• [ACTION ITEM]
Transcribe the records in their entirety, exactly as given.

(Beginning of DATA)

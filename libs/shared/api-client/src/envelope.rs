use serde::{de, Deserialize, Deserializer};

/// Response shapes the appointment API is known to return.
///
/// Some endpoints wrap their payload as `{ "success": true, "data": ... }`,
/// others return it bare, and failures come back as
/// `{ "success": false, "error": "..." }`. Deserializing into this type
/// narrows the body once at the boundary instead of probing fields later.
#[derive(Debug, Clone, Deserialize, PartialEq)]
#[serde(untagged)]
pub enum ApiEnvelope<T> {
    Data { data: T },
    Failure {
        success: Unsuccessful,
        #[serde(alias = "message")]
        error: String,
    },
    Bare(T),
}

/// Matches only `"success": false`.
#[derive(Debug, Clone, Copy, PartialEq, Eq)]
pub struct Unsuccessful;

impl<'de> Deserialize<'de> for Unsuccessful {
    fn deserialize<D>(deserializer: D) -> Result<Self, D::Error>
    where
        D: Deserializer<'de>,
    {
        if bool::deserialize(deserializer)? {
            Err(de::Error::custom("expected `success: false`"))
        } else {
            Ok(Unsuccessful)
        }
    }
}

impl<T> ApiEnvelope<T> {
    pub fn into_result(self) -> Result<T, String> {
        match self {
            ApiEnvelope::Data { data } | ApiEnvelope::Bare(data) => Ok(data),
            ApiEnvelope::Failure { error, .. } => Err(error),
        }
    }
}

(End of DATA)

• [ANSWER SPACE]
filename libs/shared/api-client/src/envelope.rs
use serde::{de, Deserialize, Deserializer};

/// Response shapes the appointment API is known to return.
///
/// Some endpoints wrap their payload as `{ "success": true, "data": ... }`,
/// others return it bare, and failures come back as
/// `{ "success": false, "error": "..." }`. Deserializing into this type
/// narrows the body once at the boundary instead of probing fields later.
#[derive(Debug, Clone, Deserialize, PartialEq)]
#[serde(untagged)]
pub enum ApiEnvelope<T> {
    Data { data: T },
    Failure {
        success: Unsuccessful,
        #[serde(alias = "message")]
        error: String,
    },
    Bare(T),
}

/// Matches only `"success": false`.
#[derive(Debug, Clone, Copy, PartialEq, Eq)]
pub struct Unsuccessful;

impl<'de> Deserialize<'de> for Unsuccessful {
    fn deserialize<D>(deserializer: D) -> Result<Self, D::Error>
    where
        D: Deserializer<'de>,
    {
        if bool::deserialize(deserializer)? {
            Err(de::Error::custom("expected `success: false`"))
        } else {
            Ok(Unsuccessful)
        }
    }
}

impl<T> ApiEnvelope<T> {
    pub fn into_result(self) -> Result<T, String> {
        match self {
            ApiEnvelope::Data { data } | ApiEnvelope::Bare(data) => Ok(data),
            ApiEnvelope::Failure { error, .. } => Err(error),
        }
    }
}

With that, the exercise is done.